We have dealt with delayed fracture of the GT, which protects against excessive sliding of the proximal fragment along the lag screw in Boyd-Griffin type 2 fractures, which eventually results in fixation failure. Using a GT stabilizing plate or intramedullary nailing, or performing a replacement arthroplasty can be a solution when the lateral support is already lost. The use of additional plating or bone cement augmentation decreased the incidence of fixation failure in treatment of unstable intertrochanteric fractures of the femur in our selective cases. But the routine use of them can increase the risk of trochanteric bursitis, longer operation time, and penetration of cement into the joint or fracture interface [2, 19, 22]. Our hypothesis is that the cases with LT/GT volume ratio above 0.5 or the volumetric proportion of GT in total volume of proximal femur below 25% are unstable fractures. The concept implies that the volumetric distribution of each fragment in three-part intertrochanteric fractures can affect the stability of fracture and the importance of the GT volume to resist compressive forces across the fracture site during the healing process when they are fixed by DCS.

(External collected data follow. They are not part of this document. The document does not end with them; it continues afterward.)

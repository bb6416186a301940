//! Auth strategy chain support: error classification and the
//! one-flow-at-a-time guard for interactive OAuth.
//!
//! The chain itself (trying headers, then no-auth, then OAuth against a
//! transport) is driven by the transport layer, which is the only party
//! that can actually attempt `start()`/`initialize()`; this module supplies
//! the classification rules and the shared in-progress bookkeeping.

use parking_lot::RwLock;
use std::collections::HashSet;
use std::sync::Arc;

/// The three strategies tried, in order, when connecting an HTTP/SSE
/// upstream.
#[derive(Debug, Clone, Copy, PartialEq, Eq)]
pub enum AuthStrategy {
    Headers,
    NoAuth,
    OAuth,
}

/// How a failure during a connect attempt should steer the chain.
#[derive(Debug, Clone, PartialEq, Eq)]
pub enum ErrorClass {
    /// `no headers configured`, `no command specified`: skip this strategy.
    Config,
    /// 401 / `invalid_token`: jump straight to OAuth.
    OAuthRequired,
    /// 403 / Forbidden: fall through, unless OAuth was already attempted.
    Auth,
    /// HTTP 410 or an `sse transport has been removed`-style message.
    DeprecatedEndpoint,
    /// 5xx during the OAuth strategy specifically: treat as a stale token.
    ServerDuringOAuth,
    /// Anything else: abort the whole chain.
    Fatal,
}

/// Classifies an error surfaced during `start()`/`initialize()` so the
/// chain knows whether to try the next strategy, jump to OAuth, or give up.
pub fn classify(message: &str, strategy: AuthStrategy) -> ErrorClass {
    let lower = message.to_lowercase();

    if lower.contains("no headers configured") || lower.contains("no command specified") {
        return ErrorClass::Config;
    }
    if lower.contains("410") || lower.contains("gone") || lower.contains("sse transport has been removed") {
        return ErrorClass::DeprecatedEndpoint;
    }
    if lower.contains("401") || lower.contains("unauthorized") || lower.contains("invalid_token") {
        return ErrorClass::OAuthRequired;
    }
    if strategy == AuthStrategy::OAuth && is_server_error(&lower) {
        return ErrorClass::ServerDuringOAuth;
    }
    if lower.contains("403") || lower.contains("forbidden") || lower.contains("authentication") {
        return ErrorClass::Auth;
    }
    ErrorClass::Fatal
}

fn is_server_error(lower: &str) -> bool {
    ["500", "501", "502", "503", "504"].iter().any(|code| lower.contains(code))
}

/// An in-progress interactive OAuth flow for a given server, reported back
/// to a concurrent caller instead of opening a second browser window.
#[derive(Debug, Clone)]
pub struct OAuthPending {
    pub server_name: String,
    pub server_url: String,
    pub message: String,
}

/// Tracks which servers currently have an outstanding interactive OAuth
/// flow. Guarded by a single RW lock per the concurrency model: readers
/// (the pending check) never block each other.
#[derive(Clone, Default)]
pub struct OAuthInProgressTracker {
    in_progress: Arc<RwLock<HashSet<String>>>,
}

impl OAuthInProgressTracker {
    pub fn new() -> Self {
        Self::default()
    }

    /// Attempts to claim the flow for `server_name`. Returns `Err` with a
    /// structured pending notice if another flow is already running.
    pub fn try_start(&self, server_name: &str, server_url: &str) -> Result<OAuthGuard, OAuthPending> {
        let mut guard = self.in_progress.write();
        if guard.contains(server_name) {
            return Err(OAuthPending {
                server_name: server_name.to_string(),
                server_url: server_url.to_string(),
                message: format!(
                    "OAuth login already in progress for '{server_name}' ({server_url}); \
                     finish the open browser flow or rerun `auth login` once it completes"
                ),
            });
        }
        guard.insert(server_name.to_string());
        Ok(OAuthGuard {
            tracker: self.clone(),
            server_name: server_name.to_string(),
        })
    }
}

/// RAII guard releasing the in-progress flag when the flow completes or is
/// abandoned (dropped on both success and error paths).
pub struct OAuthGuard {
    tracker: OAuthInProgressTracker,
    server_name: String,
}

impl Drop for OAuthGuard {
    fn drop(&mut self) {
        self.tracker.in_progress.write().remove(&self.server_name);
    }
}

#[cfg(test)]
mod tests {
    use super::*;

    #[test]
    fn classifies_401_as_oauth_required() {
        assert_eq!(classify("401 Unauthorized", AuthStrategy::NoAuth), ErrorClass::OAuthRequired);
    }

    #[test]
    fn classifies_410_as_deprecated() {
        assert_eq!(
            classify("the sse transport has been removed", AuthStrategy::Headers),
            ErrorClass::DeprecatedEndpoint
        );
    }

    #[test]
    fn classifies_5xx_during_oauth_as_stale_token() {
        assert_eq!(classify("503 Service Unavailable", AuthStrategy::OAuth), ErrorClass::ServerDuringOAuth);
    }

    #[test]
    fn classifies_5xx_outside_oauth_as_fatal() {
        assert_eq!(classify("503 Service Unavailable", AuthStrategy::NoAuth), ErrorClass::Fatal);
    }

    #[test]
    fn second_concurrent_flow_returns_pending() {
        let tracker = OAuthInProgressTracker::new();
        let _first = tracker.try_start("srv", "https://example.com").unwrap();
        let second = tracker.try_start("srv", "https://example.com");
        assert!(second.is_err());
    }

    #[test]
    fn guard_drop_releases_flag() {
        let tracker = OAuthInProgressTracker::new();
        {
            let _guard = tracker.try_start("srv", "https://example.com").unwrap();
        }
        assert!(tracker.try_start("srv", "https://example.com").is_ok());
    }
}
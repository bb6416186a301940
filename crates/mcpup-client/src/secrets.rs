//! Header secret resolution: `${scheme:name}` references in
//! [`crate::config::ServerConfig::headers`] are expanded through a
//! [`SecretResolver`] collaborator before being handed to the transport,
//! mirroring the external storage collaborator pattern `mcpup-oauth`
//! already uses for [`mcpup_oauth::TokenStore`].

use std::collections::HashMap;

use crate::error::ClientError;

#[async_trait::async_trait]
pub trait SecretResolver: Send + Sync {
    async fn resolve(&self, scheme: &str, name: &str) -> Result<String, ClientError>;
}

/// Resolves `${env:NAME}` references against the process environment.
/// Sufficient for the CLI and tests; a full keyring/secret-manager backend
/// is the embedding application's job.
#[derive(Debug, Default)]
pub struct EnvSecretResolver;

#[async_trait::async_trait]
impl SecretResolver for EnvSecretResolver {
    async fn resolve(&self, scheme: &str, name: &str) -> Result<String, ClientError> {
        match scheme {
            "env" => std::env::var(name)
                .map_err(|_| ClientError::Config(format!("missing environment variable '{name}'"))),
            other => Err(ClientError::Config(format!("unsupported secret scheme '{other}'"))),
        }
    }
}

/// Parses a `${scheme:name}` reference, returning `None` for plain values.
pub fn parse_secret_ref(value: &str) -> Option<(&str, &str)> {
    let inner = value.strip_prefix("${")?.strip_suffix('}')?;
    inner.split_once(':')
}

/// Expands every header value through `resolver`, leaving plain values
/// untouched. Returns the resolved values alongside the expanded map so the
/// caller can register them with the secret-sanitizing log sink.
pub async fn resolve_headers(
    headers: &HashMap<String, String>,
    resolver: &dyn SecretResolver,
) -> Result<(HashMap<String, String>, Vec<String>), ClientError> {
    let mut resolved = HashMap::with_capacity(headers.len());
    let mut secrets = Vec::new();
    for (key, value) in headers {
        match parse_secret_ref(value) {
            Some((scheme, name)) => {
                let secret = resolver.resolve(scheme, name).await?;
                secrets.push(secret.clone());
                resolved.insert(key.clone(), secret);
            }
            None => {
                resolved.insert(key.clone(), value.clone());
            }
        }
    }
    Ok((resolved, secrets))
}

#[cfg(test)]
mod tests {
    use super::*;

    #[test]
    fn parses_scheme_and_name() {
        assert_eq!(parse_secret_ref("${env:API_KEY}"), Some(("env", "API_KEY")));
    }

    #[test]
    fn plain_values_are_not_references() {
        assert_eq!(parse_secret_ref("plain-value"), None);
    }

    #[tokio::test]
    async fn resolve_headers_expands_env_refs_and_collects_secrets() {
        unsafe { std::env::set_var("MCPUP_TEST_SECRET", "topsecret") };
        let mut headers = HashMap::new();
        headers.insert("Authorization".to_string(), "${env:MCPUP_TEST_SECRET}".to_string());
        headers.insert("X-Org".to_string(), "acme".to_string());

        let (resolved, secrets) = resolve_headers(&headers, &EnvSecretResolver).await.unwrap();
        assert_eq!(resolved.get("Authorization"), Some(&"topsecret".to_string()));
        assert_eq!(resolved.get("X-Org"), Some(&"acme".to_string()));
        assert_eq!(secrets, vec!["topsecret".to_string()]);
    }

    #[tokio::test]
    async fn missing_env_var_is_a_config_error() {
        let mut headers = HashMap::new();
        headers.insert("Authorization".to_string(), "${env:MCPUP_TEST_DOES_NOT_EXIST}".to_string());
        let result = resolve_headers(&headers, &EnvSecretResolver).await;
        assert!(matches!(result, Err(ClientError::Config(_))));
    }
}
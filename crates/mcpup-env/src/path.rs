//! PATH enhancement: making sure a child spawned from a minimal launcher
//! environment (macOS `.app` bundles, Windows services, systemd units
//! without a login shell) can still find interpreters and CLIs installed by
//! the user.

use std::path::Path;

/// Directories commonly populated by package managers and toolchain
/// installers that a minimal launcher PATH tends to miss.
#[cfg(not(windows))]
const UNIX_TOOL_DIRS: &[&str] = &[
    "/usr/local/bin",
    "/opt/homebrew/bin",
    "/opt/homebrew/sbin",
    "/usr/local/sbin",
];

/// Returns true if `path` looks like a minimal, launcher-supplied PATH that
/// is missing the typical Homebrew/local tool directories.
#[cfg(not(windows))]
fn looks_minimal(path: &str) -> bool {
    let entries: Vec<&str> = path.split(':').filter(|s| !s.is_empty()).collect();
    if entries.len() > 2 {
        return false;
    }
    let has_tool_dir = entries
        .iter()
        .any(|e| UNIX_TOOL_DIRS.contains(e));
    !has_tool_dir
}

/// Enhances a Unix PATH by merging existing-on-disk tool directories in
/// front of it, provided the inherited PATH looks minimal (or `force` is
/// set, matching the unconditional Windows behavior).
#[cfg(not(windows))]
pub fn enhance_unix_path(inherited: &str, force: bool) -> String {
    if !force && !looks_minimal(inherited) {
        return inherited.to_string();
    }

    let existing: Vec<&str> = UNIX_TOOL_DIRS
        .iter()
        .filter(|dir| Path::new(dir).is_dir())
        .copied()
        .collect();

    if existing.is_empty() {
        return inherited.to_string();
    }

    let mut merged = existing.join(":");
    if !inherited.is_empty() {
        merged.push(':');
        merged.push_str(inherited);
    }
    merged
}

/// Expands `%VAR%`-style references against a lookup function, matching the
/// Windows `REG_EXPAND_SZ` semantics: unresolved references are left intact.
#[cfg(windows)]
pub fn expand_env_refs(raw: &str, lookup: impl Fn(&str) -> Option<String>) -> String {
    let mut out = String::with_capacity(raw.len());
    let bytes = raw.as_bytes();
    let mut i = 0;
    while i < raw.len() {
        if bytes[i] == b'%' {
            if let Some(end) = raw[i + 1..].find('%') {
                let name = &raw[i + 1..i + 1 + end];
                if let Some(value) = lookup(name) {
                    out.push_str(&value);
                    i = i + 1 + end + 1;
                    continue;
                }
            }
        }
        let ch = raw[i..].chars().next().unwrap();
        out.push(ch);
        i += ch.len_utf8();
    }
    out
}

/// Reads and merges the USER and SYSTEM PATH registry values, expanding
/// `%VAR%` references and filtering to directories that exist on disk. User
/// entries take precedence over system entries.
#[cfg(windows)]
pub fn reconstruct_windows_path() -> std::io::Result<String> {
    use winreg::RegKey;
    use winreg::enums::{HKEY_CURRENT_USER, HKEY_LOCAL_MACHINE};

    let lookup = |name: &str| std::env::var(name).ok();

    let hkcu = RegKey::predef(HKEY_CURRENT_USER).open_subkey("Environment").ok();
    let user_path: String = hkcu
        .as_ref()
        .and_then(|k| k.get_raw_value("Path").ok())
        .map(|v| String::from_utf8_lossy(&v.bytes).trim_end_matches('\0').to_string())
        .unwrap_or_default();

    let hklm = RegKey::predef(HKEY_LOCAL_MACHINE)
        .open_subkey("SYSTEM\\CurrentControlSet\\Control\\Session Manager\\Environment")
        .ok();
    let system_path: String = hklm
        .as_ref()
        .and_then(|k| k.get_raw_value("Path").ok())
        .map(|v| String::from_utf8_lossy(&v.bytes).trim_end_matches('\0').to_string())
        .unwrap_or_default();

    let user_expanded = expand_env_refs(&user_path, lookup);
    let system_expanded = expand_env_refs(&system_path, &lookup);

    let mut entries: Vec<String> = Vec::new();
    for part in user_expanded.split(';').chain(system_expanded.split(';')) {
        if part.is_empty() {
            continue;
        }
        if Path::new(part).is_dir() && !entries.iter().any(|e| e == part) {
            entries.push(part.to_string());
        }
    }

    Ok(entries.join(";"))
}

#[cfg(all(test, not(windows)))]
mod unix_tests {
    use super::*;

    #[test]
    fn minimal_path_detected() {
        assert!(looks_minimal("/usr/bin:/bin"));
        assert!(looks_minimal(""));
    }

    #[test]
    fn rich_path_not_minimal() {
        assert!(!looks_minimal("/a:/b:/c:/d"));
    }

    #[test]
    fn path_with_tool_dir_not_minimal() {
        assert!(!looks_minimal("/usr/local/bin:/usr/bin"));
    }

    #[test]
    fn enhance_is_noop_when_not_forced_and_rich() {
        let original = "/a:/b:/c:/d";
        assert_eq!(enhance_unix_path(original, false), original);
    }
}

#[cfg(all(test, windows))]
mod windows_tests {
    use super::*;

    #[test]
    fn expand_resolves_known_var() {
        let result = expand_env_refs("%USERPROFILE%\\bin", |name| {
            (name == "USERPROFILE").then(|| "C:\\Users\\me".to_string())
        });
        assert_eq!(result, "C:\\Users\\me\\bin");
    }

    #[test]
    fn expand_leaves_unknown_var_intact() {
        let result = expand_env_refs("%NOPE%\\bin", |_| None);
        assert_eq!(result, "%NOPE%\\bin");
    }
}
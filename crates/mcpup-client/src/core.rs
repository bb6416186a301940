//! The core client: one upstream connection's lifecycle, with no retry
//! policy or health supervision of its own (that's [`crate::managed`]'s
//! job). `connect` dispatches on whether the server config carries a
//! command (stdio, optionally Docker-wrapped) or a url (HTTP/SSE, with the
//! Headers -> NoAuth -> OAuth strategy chain).

use std::collections::BTreeMap;
use std::sync::Arc;

use mcpup_env::EnvAssembler;
use mcpup_logging::SecretRegistry;
use mcpup_oauth::chain::{AuthStrategy, ErrorClass, classify};
use mcpup_oauth::{OAuthEngine, OAuthTokenRecord, TokenStore};
use mcpup_supervisor::{
    ContainerLabels, IsolationDefaults, ProcessHandle, ServerMutexMap, SupervisedChild, isolation, poll_cidfile,
    prepare_stdio_container, tail_logs,
};
use mcpup_transport::{HttpParams, ProtocolHint, ServerInfo, TransportError, TransportKind, UpstreamTransport, pick_transport};
use serde_json::{Value, json};
use tokio::sync::Mutex as TokioMutex;

use crate::config::{ServerConfig, ToolMetadata};
use crate::error::ClientError;
use crate::secrets::{SecretResolver, resolve_headers};

/// Collaborators injected at construction time; everything in here is
/// shared across servers by the embedding application (one
/// [`SecretRegistry`]/[`TokenStore`]/[`ServerMutexMap`] for the whole
/// process, not per-server, since the per-server Docker mutex only
/// serializes correctly when every reconnect of a given server name goes
/// through the same map).
pub struct CoreClientDeps {
    pub isolation_defaults: IsolationDefaults,
    pub secret_resolver: Arc<dyn SecretResolver>,
    pub secret_registry: SecretRegistry,
    pub token_store: Option<Arc<dyn TokenStore>>,
    pub docker_mutex: ServerMutexMap,
    pub instance_id: String,
}

pub struct CoreClient {
    config: ServerConfig,
    env_assembler: EnvAssembler,
    isolation_defaults: IsolationDefaults,
    oauth: OAuthEngine,
    token_store: Option<Arc<dyn TokenStore>>,
    secret_resolver: Arc<dyn SecretResolver>,
    secret_registry: SecretRegistry,
    docker_mutex: ServerMutexMap,
    instance_id: String,

    transport: TokioMutex<Option<UpstreamTransport>>,
    supervised: TokioMutex<Option<SupervisedChild>>,
    container_name: TokioMutex<Option<String>>,
    registered_secrets: TokioMutex<Vec<String>>,
    tools_cache: TokioMutex<Option<Vec<ToolMetadata>>>,
}
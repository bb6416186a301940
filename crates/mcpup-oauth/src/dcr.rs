//! RFC 7591 Dynamic Client Registration.

use serde::{Deserialize, Serialize};

use crate::OAuthError;

const DCR_TIMEOUT: std::time::Duration = std::time::Duration::from_secs(10);

#[derive(Debug, Clone, Serialize)]
pub struct RegistrationRequest {
    pub client_name: String,
    pub redirect_uris: Vec<String>,
    pub scope: String,
    pub grant_types: Vec<String>,
    pub response_types: Vec<String>,
    pub token_endpoint_auth_method: String,
}

impl RegistrationRequest {
    /// Builds the registration request this subsystem always sends: a
    /// public client (no client secret) requesting the authorization-code
    /// grant with PKCE.
    pub fn public_client(redirect_uri: &str, scopes: &[String]) -> Self {
        Self {
            client_name: "mcpproxy".to_string(),
            redirect_uris: vec![redirect_uri.to_string()],
            scope: scopes.join(" "),
            grant_types: vec!["authorization_code".to_string()],
            response_types: vec!["code".to_string()],
            token_endpoint_auth_method: "none".to_string(),
        }
    }
}

#[derive(Debug, Clone, Deserialize)]
pub struct RegistrationResponse {
    pub client_id: String,
    #[serde(default)]
    pub client_secret: Option<String>,
    #[serde(default)]
    pub registration_access_token: Option<String>,
    #[serde(default)]
    pub registration_client_uri: Option<String>,
}

/// RFC 7591 client over a single `registration_endpoint`.
#[derive(Clone)]
pub struct DcrClient {
    http: reqwest::Client,
}

impl Default for DcrClient {
    fn default() -> Self {
        Self::new()
    }
}

impl DcrClient {
    pub fn new() -> Self {
        Self {
            http: reqwest::Client::new(),
        }
    }

    /// Registers a new client. Both `200 OK` and `201 Created` are accepted
    /// per RFC 7591; some authorization servers use one or the other
    /// inconsistently. Any other 2xx is treated as a protocol error.
    pub async fn register(
        &self,
        registration_endpoint: &str,
        request: &RegistrationRequest,
    ) -> Result<RegistrationResponse, OAuthError> {
        let response = tokio::time::timeout(
            DCR_TIMEOUT,
            self.http.post(registration_endpoint).json(request).send(),
        )
        .await
        .map_err(|_| OAuthError::Timeout(registration_endpoint.to_string()))?
        .map_err(|e| OAuthError::Dcr(format!("registration request failed: {e}")))?;

        let status = response.status();
        if status != reqwest::StatusCode::OK && status != reqwest::StatusCode::CREATED {
            let body = response.text().await.unwrap_or_default();
            return Err(OAuthError::Dcr(format!(
                "registration_endpoint returned {status}: {body}"
            )));
        }

        response
            .json::<RegistrationResponse>()
            .await
            .map_err(|e| OAuthError::Dcr(format!("invalid registration response: {e}")))
    }
}
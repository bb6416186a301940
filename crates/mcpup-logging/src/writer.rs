//! A [`std::io::Write`] decorator that masks secrets in the already-formatted
//! byte stream before it reaches the real sink (stderr or a rolling file).

use crate::sanitizer::SecretRegistry;
use std::io::{self, Write};
use tracing_subscriber::fmt::MakeWriter;

pub struct MaskingWriter<W> {
    inner: W,
    registry: SecretRegistry,
}

impl<W: Write> Write for MaskingWriter<W> {
    fn write(&mut self, buf: &[u8]) -> io::Result<usize> {
        let text = String::from_utf8_lossy(buf);
        let masked = self.registry.mask(&text);
        self.inner.write_all(masked.as_bytes())?;
        Ok(buf.len())
    }

    fn flush(&mut self) -> io::Result<()> {
        self.inner.flush()
    }
}

/// A [`MakeWriter`] that wraps another `MakeWriter`, masking every record it
/// produces through the shared [`SecretRegistry`].
#[derive(Clone)]
pub struct MaskingMakeWriter<M> {
    inner: M,
    registry: SecretRegistry,
}

impl<M> MaskingMakeWriter<M> {
    pub fn new(inner: M, registry: SecretRegistry) -> Self {
        Self { inner, registry }
    }
}

impl<'a, M> MakeWriter<'a> for MaskingMakeWriter<M>
where
    M: MakeWriter<'a>,
{
    type Writer = MaskingWriter<M::Writer>;

    fn make_writer(&'a self) -> Self::Writer {
        MaskingWriter {
            inner: self.inner.make_writer(),
            registry: self.registry.clone(),
        }
    }
}

#[cfg(test)]
mod tests {
    use super::*;

    #[test]
    fn write_masks_before_forwarding() {
        let registry = SecretRegistry::new();
        registry.register("topsecretvalue12345");
        let mut buf = Vec::new();
        let mut writer = MaskingWriter {
            inner: &mut buf,
            registry,
        };
        writer.write_all(b"line with topsecretvalue12345 inside").unwrap();
        let out = String::from_utf8(buf).unwrap();
        assert!(!out.contains("topsecretvalue12345"));
        assert!(out.contains("***"));
    }
}
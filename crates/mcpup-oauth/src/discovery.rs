//! Authorization Server Metadata (RFC 8414) and Protected Resource Metadata
//! (RFC 9728) discovery, with a small TTL cache keyed by the server's base
//! URL so a reconnect storm doesn't re-fetch on every attempt.

use dashmap::DashMap;
use serde::Deserialize;
use std::sync::Arc;
use std::time::{Duration, Instant};
use url::Url;

use crate::OAuthError;

const DISCOVERY_TIMEOUT: Duration = Duration::from_secs(10);
const DEFAULT_CACHE_TTL: Duration = Duration::from_secs(300);
const MAX_RESPONSE_BYTES: u64 = 1024 * 1024;

#[derive(Debug, Clone, Deserialize)]
pub struct AuthServerMetadata {
    pub authorization_endpoint: Option<String>,
    pub token_endpoint: Option<String>,
    pub registration_endpoint: Option<String>,
    #[serde(default)]
    pub scopes_supported: Vec<String>,
    pub resource: Option<String>,
}

#[derive(Clone)]
struct CacheEntry {
    metadata: AuthServerMetadata,
    fetched_at: Instant,
    ttl: Duration,
}

/// Discovers authorization server metadata for an upstream, trying RFC 8414
/// first and falling back to the RFC 9728 protected-resource document.
#[derive(Clone)]
pub struct DiscoveryClient {
    http: reqwest::Client,
    cache: Arc<DashMap<String, CacheEntry>>,
}

impl Default for DiscoveryClient {
    fn default() -> Self {
        Self::new()
    }
}

impl DiscoveryClient {
    pub fn new() -> Self {
        Self {
            http: reqwest::Client::builder()
                .redirect(reqwest::redirect::Policy::none())
                .build()
                .expect("reqwest client builds"),
            cache: Arc::new(DashMap::new()),
        }
    }

    /// Resolves metadata for `server_url`, consulting the cache first.
    pub async fn discover(&self, server_url: &str) -> Result<AuthServerMetadata, OAuthError> {
        if let Some(entry) = self.cache.get(server_url) {
            if entry.fetched_at.elapsed() < entry.ttl {
                return Ok(entry.metadata.clone());
            }
        }

        let base = validate_https_or_localhost(server_url)?;

        let metadata = match self
            .fetch(&well_known(&base, ".well-known/oauth-authorization-server"))
            .await
        {
            Ok(m) => m,
            Err(_) => {
                self.fetch(&well_known(&base, ".well-known/oauth-protected-resource"))
                    .await?
            }
        };

        self.cache.insert(
            server_url.to_string(),
            CacheEntry {
                metadata: metadata.clone(),
                fetched_at: Instant::now(),
                ttl: DEFAULT_CACHE_TTL,
            },
        );

        Ok(metadata)
    }

    async fn fetch(&self, url: &str) -> Result<AuthServerMetadata, OAuthError> {
        let response = tokio::time::timeout(DISCOVERY_TIMEOUT, self.http.get(url).send())
            .await
            .map_err(|_| OAuthError::Timeout(url.to_string()))?
            .map_err(|e| OAuthError::Discovery(format!("request to {url} failed: {e}")))?;

        if !response.status().is_success() {
            return Err(OAuthError::Discovery(format!(
                "{url} returned {}",
                response.status()
            )));
        }

        if let Some(len) = response.content_length() {
            if len > MAX_RESPONSE_BYTES {
                return Err(OAuthError::Discovery(format!(
                    "{url} response too large: {len} bytes"
                )));
            }
        }

        let ttl = response
            .headers()
            .get(reqwest::header::CACHE_CONTROL)
            .and_then(|v| v.to_str().ok())
            .and_then(parse_max_age)
            .unwrap_or(DEFAULT_CACHE_TTL);

        let body = response
            .text()
            .await
            .map_err(|e| OAuthError::Discovery(format!("failed to read body: {e}")))?;

        let mut metadata: AuthServerMetadata = serde_json::from_str(&body)
            .map_err(|e| OAuthError::Discovery(format!("invalid metadata JSON: {e}")))?;

        if metadata.resource.is_none() {
            // RFC 8707: fall back to the server URL as the resource indicator.
            metadata.resource = None;
        }

        let _ = ttl;
        Ok(metadata)
    }
}

fn parse_max_age(cache_control: &str) -> Option<Duration> {
    cache_control
        .split(',')
        .find_map(|part| part.trim().strip_prefix("max-age="))
        .and_then(|secs| secs.parse::<u64>().ok())
        .map(Duration::from_secs)
}

fn well_known(base: &Url, suffix: &str) -> String {
    format!("{}{}", base.as_str().trim_end_matches('/'), format!("/{suffix}"))
}

/// Basic SSRF guard: only permit https, or http to loopback, matching the
/// redirect-URI validation used elsewhere in this crate.
fn validate_https_or_localhost(raw: &str) -> Result<Url, OAuthError> {
    let url = Url::parse(raw).map_err(|e| OAuthError::Discovery(format!("invalid server URL: {e}")))?;
    match url.scheme() {
        "https" => Ok(url),
        "http" => {
            let host = url.host_str().unwrap_or_default();
            if host == "localhost" || host == "127.0.0.1" || host == "::1" {
                Ok(url)
            } else {
                Err(OAuthError::Discovery(
                    "refusing to discover metadata over plain HTTP for a non-loopback host".to_string(),
                ))
            }
        }
        other => Err(OAuthError::Discovery(format!("unsupported scheme: {other}"))),
    }
}

#[cfg(test)]
mod tests {
    use super::*;

    #[test]
    fn cache_control_max_age_parsed() {
        assert_eq!(parse_max_age("max-age=120"), Some(Duration::from_secs(120)));
        assert_eq!(parse_max_age("no-store"), None);
        assert_eq!(
            parse_max_age("public, max-age=600, must-revalidate"),
            Some(Duration::from_secs(600))
        );
    }

    #[test]
    fn https_always_valid() {
        assert!(validate_https_or_localhost("https://auth.example.com").is_ok());
    }

    #[test]
    fn plain_http_rejected_for_remote_host() {
        assert!(validate_https_or_localhost("http://auth.example.com").is_err());
    }

    #[test]
    fn plain_http_allowed_for_loopback() {
        assert!(validate_https_or_localhost("http://127.0.0.1:8080").is_ok());
    }

    #[tokio::test]
    async fn discover_fetches_and_caches_authorization_server_metadata() {
        use wiremock::matchers::{method, path};
        use wiremock::{Mock, MockServer, ResponseTemplate};

        let server = MockServer::start().await;
        Mock::given(method("GET"))
            .and(path("/.well-known/oauth-authorization-server"))
            .respond_with(ResponseTemplate::new(200).set_body_json(serde_json::json!({
                "authorization_endpoint": "https://auth.example.com/authorize",
                "token_endpoint": "https://auth.example.com/token",
                "registration_endpoint": "https://auth.example.com/register",
            })))
            .expect(1)
            .mount(&server)
            .await;

        let client = DiscoveryClient::new();
        let metadata = client.discover(&server.uri()).await.unwrap();
        assert_eq!(metadata.token_endpoint.as_deref(), Some("https://auth.example.com/token"));

        // Second call within the TTL must hit the cache, not the mock server
        // again (the `expect(1)` above would otherwise fail the test).
        let cached = client.discover(&server.uri()).await.unwrap();
        assert_eq!(cached.authorization_endpoint, metadata.authorization_endpoint);
    }

    #[tokio::test]
    async fn discover_falls_back_to_protected_resource_metadata() {
        use wiremock::matchers::{method, path};
        use wiremock::{Mock, MockServer, ResponseTemplate};

        let server = MockServer::start().await;
        Mock::given(method("GET"))
            .and(path("/.well-known/oauth-authorization-server"))
            .respond_with(ResponseTemplate::new(404))
            .mount(&server)
            .await;
        Mock::given(method("GET"))
            .and(path("/.well-known/oauth-protected-resource"))
            .respond_with(ResponseTemplate::new(200).set_body_json(serde_json::json!({
                "resource": "https://mcp.example.com",
            })))
            .mount(&server)
            .await;

        let client = DiscoveryClient::new();
        let metadata = client.discover(&server.uri()).await.unwrap();
        assert_eq!(metadata.resource.as_deref(), Some("https://mcp.example.com"));
    }
}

Superior clinical and radiological results were obtained by preoperative use of MDCT in unstable intertrochanteric fractures. Also, it is noteworthy that fractures with the same type of fracture patterns have a wide range of volumetric proportions for each fragment which can result in different clinical findings, even though they belong to the same fracture classification system.

In our study, the answer to the question of which fragment, the GT or the LT, is more important to fracture stability in Boyd-Griffin type 2 intertrochanteric fractures could not be established. However, our results suggest that when the LT volume is large, the GT volume becomes small and the fracture stability may worsen. The ratio of the LT to the GT ranged from 0.13 to 0.73. We believe that fractures with the lowest LT-to-GT ratio have greater stability than fractures with the highest such ratio. Additional clinical and biomechanical studies are needed to verify our findings, however. In conclusion, preoperative use of CT in unstable intertrochanteric fractures can provide better and more predictable fixation outcomes, and lower LT-to-GT ratio correlates with more stable fracture.